(2013) Rod Rees, Jo Fletcher Books, £18.99, hrdbk, xi + 554pp, ISBN 978-1-849-16508-2
This is the stupendously imaginative climax to the highly inventive Demi-Monde quartet. To cut to the chase, the book's last third is simply brilliant: midway through the book, just when you thought you were galloping to the sequence's conclusion, Rees ups to a gear you did not know existed. It gives you one of book-readings bitter-sweet moments as on one hand you can't wait to turn the page but on the other as the book cover looms you do not want it all to end. But I am getting ahead of myself. Let's start again
If you have not yet read the preceding three titles in the Demi-Monde titles, especially if you like science fiction, are a fan of steampunk, and indeed are profoundly in love with SF, then I ever so gently suggest with firm solidity that you get these! I emphasise the SF twice because while the first three titles are emphatically steampunk novels firmly embedded in a hard SF surround, the final third of this last title turns this around by making it clear that this sequence's concepts are very firmly SF and the steampunk is just (welcome) frippery put there to make Demi-Monde's visitors feel vaguely at home while clearly being in an alien and possibly hostile environment (after all Demi-Monde was ostensibly meant to be for military training).
OK. Now if you are new to Demi-Monde then I strongly advise you to stop here and go to the first book: The Demi-Monde: Winter. In fact, skip the review, simply order it now and order it direct from Jo Fletcher Books at Quercus or your favourite high street bookshop (do not give tax debatable, high-street non-level playing field Amazon your dosh). Above all, do not read any more of this review as there are spoilers ahead.
Spoilers ahoy. (You were warned.)
And so we are poised with events within the Demi-Monde quantum supercomputer model world and the 'real world' set for the transportation of the essences of a good proportion of the Demi-Monde population into the bodies of a similar number of folk in the real world, each of whom have been given a microchip brain implant. That each of these real world people also carry a gene relating to a different branch of humanity means that the stakes are not just high for society but our species too!
And so the battle starts to get fierce and even principal characters start to fall. This adds to the couple of principal character deaths we had in the last book. One bit of good news is that Vanka is back. Effectively he is simply an avatar of Demi-Monde and so death for him is meaningless as long as the Demi-Monde computer is functioning. Sadly, there is no obvious get-out-of-jail card for our other protagonists and so their deaths add to the tension with the body count slowly but relentlessly mounting as the book's second half proceeds.

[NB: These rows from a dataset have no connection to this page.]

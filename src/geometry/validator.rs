//! Topology validator: the segment/node graph must be a single
//! connected, acyclic tree.
//!
//! Runs after every builder pass and before coordinate propagation; the
//! propagator assumes a validated tree and visits each node exactly
//! once.

use std::collections::{HashSet, VecDeque};

use indexmap::IndexMap;

use crate::store::RecordStore;

use super::error::TopologyError;

/// Undirected adjacency over the segment graph: node name to
/// (neighbor, segment) pairs, in store declaration order
type Adjacency = IndexMap<String, Vec<(String, String)>>;

/// Build the undirected adjacency structure from all segment records
fn build_adjacency<S: RecordStore>(store: &S) -> Adjacency {
    let mut adjacency = Adjacency::new();
    for record in store.read_all() {
        if let Some(seg) = record.as_segment() {
            adjacency
                .entry(seg.node_at_end_a.clone())
                .or_default()
                .push((seg.node_at_end_b.clone(), seg.name.clone()));
            adjacency
                .entry(seg.node_at_end_b.clone())
                .or_default()
                .push((seg.node_at_end_a.clone(), seg.name.clone()));
        }
    }
    adjacency
}

/// Verify the segment graph is one connected, cycle-free component and
/// that every declared anchor has at least one incident segment.
pub fn validate<S: RecordStore>(store: &S, anchors: &[String]) -> Result<(), TopologyError> {
    let adjacency = build_adjacency(store);
    check_acyclic(&adjacency)?;
    for anchor in anchors {
        if !adjacency.contains_key(anchor) {
            return Err(TopologyError::dangling(anchor));
        }
    }
    check_connected(&adjacency)?;
    Ok(())
}

/// Depth-first sweep tracking the segment each node was entered
/// through; meeting a visited node over any other segment closes a
/// loop. Tracking the entry segment (not just the parent node) also
/// catches parallel segments between the same two nodes.
fn check_acyclic(adjacency: &Adjacency) -> Result<(), TopologyError> {
    let mut visited: HashSet<&str> = HashSet::new();

    for start in adjacency.keys() {
        if visited.contains(start.as_str()) {
            continue;
        }
        let mut stack: Vec<(&str, Option<&str>)> = vec![(start, None)];
        while let Some((node, entry_segment)) = stack.pop() {
            if !visited.insert(node) {
                continue;
            }
            for (neighbor, segment) in &adjacency[node] {
                if Some(segment.as_str()) == entry_segment {
                    continue;
                }
                if visited.contains(neighbor.as_str()) {
                    return Err(TopologyError::cycle(
                        segment.as_str(),
                        neighbor.as_str(),
                        node,
                    ));
                }
                stack.push((neighbor, Some(segment)));
            }
        }
    }
    Ok(())
}

/// Breadth-first sweep collecting connected components; more than one
/// is reported with the sorted member list of every cluster.
fn check_connected(adjacency: &Adjacency) -> Result<(), TopologyError> {
    let mut seen: HashSet<&str> = HashSet::new();
    let mut clusters: Vec<Vec<String>> = Vec::new();

    for start in adjacency.keys() {
        if seen.contains(start.as_str()) {
            continue;
        }
        let mut cluster = Vec::new();
        let mut queue = VecDeque::from([start.as_str()]);
        seen.insert(start);
        while let Some(node) = queue.pop_front() {
            cluster.push(node.to_string());
            for (neighbor, _) in &adjacency[node] {
                if seen.insert(neighbor) {
                    queue.push_back(neighbor);
                }
            }
        }
        cluster.sort();
        clusters.push(cluster);
    }

    if clusters.len() > 1 {
        clusters.sort();
        return Err(TopologyError::disconnected(clusters));
    }
    Ok(())
}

With Demi-Monde now more or less fully explored in the previous books, Rees turns to plot development. What is happening in the real world comes more into focus. In the last book, The Demi-Monde: Summer, we learned that the 'real world' was not our 'real world', and The Demi-Monde: Fall begins with our learning more about Rees' 'real world' and how it relates to our 'really real world'.

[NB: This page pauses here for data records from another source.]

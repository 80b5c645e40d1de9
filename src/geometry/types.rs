//! Core types shared by the geometry solver

use std::collections::HashMap;

use rand::rngs::StdRng;
use rand::{Rng, SeedableRng};

/// A 2D point on the formboard layout
#[derive(Debug, Clone, Copy, PartialEq)]
pub struct Point {
    pub x: f64,
    pub y: f64,
}

impl Point {
    pub fn new(x: f64, y: f64) -> Self {
        Self { x, y }
    }

    /// Rotate this point around the origin by an angle in degrees.
    ///
    /// Uses the standard counter-clockwise rotation matrix:
    /// ```text
    /// x' = x * cos(θ) - y * sin(θ)
    /// y' = x * sin(θ) + y * cos(θ)
    /// ```
    pub fn rotated_deg(&self, degrees: f64) -> Point {
        let radians = degrees.to_radians();
        let cos_a = radians.cos();
        let sin_a = radians.sin();
        Point {
            x: self.x * cos_a - self.y * sin_a,
            y: self.x * sin_a + self.y * cos_a,
        }
    }
}

/// An absolute placement on the master layout: position plus rotation in degrees
#[derive(Debug, Clone, Copy, PartialEq)]
pub struct Pose {
    pub x: f64,
    pub y: f64,
    /// Rotation in degrees, normalized to [0, 360) by the resolver
    pub rotation: f64,
}

impl Pose {
    pub fn new(x: f64, y: f64, rotation: f64) -> Self {
        Self { x, y, rotation }
    }

    /// The fixed global root frame (0, 0, 0°)
    pub fn origin() -> Self {
        Self::new(0.0, 0.0, 0.0)
    }
}

/// Normalize an angle in degrees to the [0, 360) range
pub fn normalize_degrees(angle: f64) -> f64 {
    let a = angle % 360.0;
    if a < 0.0 {
        a + 360.0
    } else {
        a
    }
}

/// Round a value to a fixed number of decimal places
pub fn round_to(value: f64, decimals: u32) -> f64 {
    let scale = 10f64.powi(decimals as i32);
    (value * scale).round() / scale
}

/// Per-pass mutable state threaded through the topology builder: the
/// sequence behind auto-generated segment names and the seedable rng
/// behind placeholder geometry.
///
/// A fresh context is created at the start of every solve pass, so no
/// process-wide counters or global rng state survive between passes.
#[derive(Debug)]
pub struct BuildContext {
    rng: StdRng,
    sequences: HashMap<String, u32>,
}

impl BuildContext {
    /// Create a context with a deterministic rng seed.
    ///
    /// Seeded runs make the builder's placeholder geometry reproducible,
    /// which tests rely on.
    pub fn new(seed: u64) -> Self {
        Self {
            rng: StdRng::seed_from_u64(seed),
            sequences: HashMap::new(),
        }
    }

    /// Placeholder length for an auto-generated segment. A degenerate
    /// range (min >= max) falls back to min rather than sampling an
    /// empty interval.
    pub fn random_length(&mut self, range: (f64, f64)) -> f64 {
        if range.1 <= range.0 {
            return range.0;
        }
        self.rng.random_range(range.0..range.1)
    }

    /// Placeholder angle in degrees for an auto-generated segment
    pub fn random_angle(&mut self) -> f64 {
        self.rng.random_range(0.0..360.0)
    }

    /// Next free name of the form `{prefix}{n}`, skipping names the
    /// caller reports as taken. Each prefix gets its own sequence.
    pub fn next_name(&mut self, prefix: &str, taken: impl Fn(&str) -> bool) -> String {
        let seq = self.sequences.entry(prefix.to_string()).or_insert(1);
        loop {
            let candidate = format!("{}{}", prefix, *seq);
            *seq += 1;
            if !taken(&candidate) {
                return candidate;
            }
        }
    }
}

#[cfg(test)]
mod tests {
    use super::*;

    const EPSILON: f64 = 1e-9;

    fn approx_eq(a: f64, b: f64) -> bool {
        (a - b).abs() < EPSILON
    }

    #[test]
    fn test_rotated_deg_quarter_turn() {
        let p = Point::new(1.0, 0.0).rotated_deg(90.0);
        assert!(approx_eq(p.x, 0.0), "x: expected 0.0, got {}", p.x);
        assert!(approx_eq(p.y, 1.0), "y: expected 1.0, got {}", p.y);
    }

    #[test]
    fn test_rotated_deg_identity() {
        let p = Point::new(3.0, 4.0).rotated_deg(0.0);
        assert!(approx_eq(p.x, 3.0));
        assert!(approx_eq(p.y, 4.0));
    }

    #[test]
    fn test_normalize_degrees() {
        assert!(approx_eq(normalize_degrees(0.0), 0.0));
        assert!(approx_eq(normalize_degrees(360.0), 0.0));
        assert!(approx_eq(normalize_degrees(-90.0), 270.0));
        assert!(approx_eq(normalize_degrees(450.0), 90.0));
    }

    #[test]
    fn test_round_to_two_places() {
        assert!(approx_eq(round_to(1.004999, 2), 1.0));
        assert!(approx_eq(round_to(1.005001, 2), 1.01));
        assert!(approx_eq(round_to(-2.676, 2), -2.68));
    }

    #[test]
    fn test_build_context_deterministic() {
        let mut a = BuildContext::new(42);
        let mut b = BuildContext::new(42);
        assert_eq!(a.random_angle(), b.random_angle());
        assert_eq!(a.random_length((1.0, 20.0)), b.random_length((1.0, 20.0)));
    }

    #[test]
    fn test_random_length_degenerate_range_does_not_panic() {
        let mut ctx = BuildContext::new(0);
        assert_eq!(ctx.random_length((5.0, 5.0)), 5.0);
        assert_eq!(ctx.random_length((20.0, 1.0)), 20.0);
    }

    #[test]
    fn test_next_name_skips_taken() {
        let mut ctx = BuildContext::new(0);
        let name = ctx.next_name("S", |n| n == "S1" || n == "S2");
        assert_eq!(name, "S3");
        let name = ctx.next_name("S", |_| false);
        assert_eq!(name, "S4");
    }
}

Also at the end of the last book we bumped into the military team originally sent to extract the President's daughter, so it is not much of a spoiler to let you know what you clearly suspected that The Demi-Monde: Fall sees early 21st century military tackle Demi-Monde's steampunk armies.
And that is really as much as I want to give away other than, as previously mentioned, this book's final third really ramps up the hard SF and science fantasy as the entire rationale as to what we thought was going on (only part of which we assumed correctly) is revealed. This brings together a number of earlier details that many (well I did) thought were simply there for colourful decoration: in fact these details are fundamental to what is going on.
Even without this final book, Rod Rees had given us a remarkable genre contribution. However The Demi-Monde: Fall clearly ensures that this quartet is more profound a body of work. What I say next is truly not hype: to my mind the Demi-Monde quartet is as inventive a body of genre work as Asimov's original 'Foundation' trilogy and, dare I say it, Iain Banks' 'Culture' novels, only here Rees' work comes in steampunk, rather than space opera, flavour. I have been bowled over by The Demi-Monde. My one fear is that in this age of short-run titles with print-on-demand, self-publishing, and, of course, e-books, there is so much out there that, what with the economic depression and all, I do fear that these The Demi-Monde books will not get the recognition that they truly deserve. If by any chance you agree with me then do blog and social-network your thoughts. Heck, you can even Tweet a link to this review.
Meanwhile I also genuinely fear for whatever it will be that Rees gives us next. I can't comprehend him doing anything better as he has set the bar so high for himself. Equally I'd hate it if this was one his one and only venture into literary SF. But then who said that life was easy be it here or in the Demi-Monde.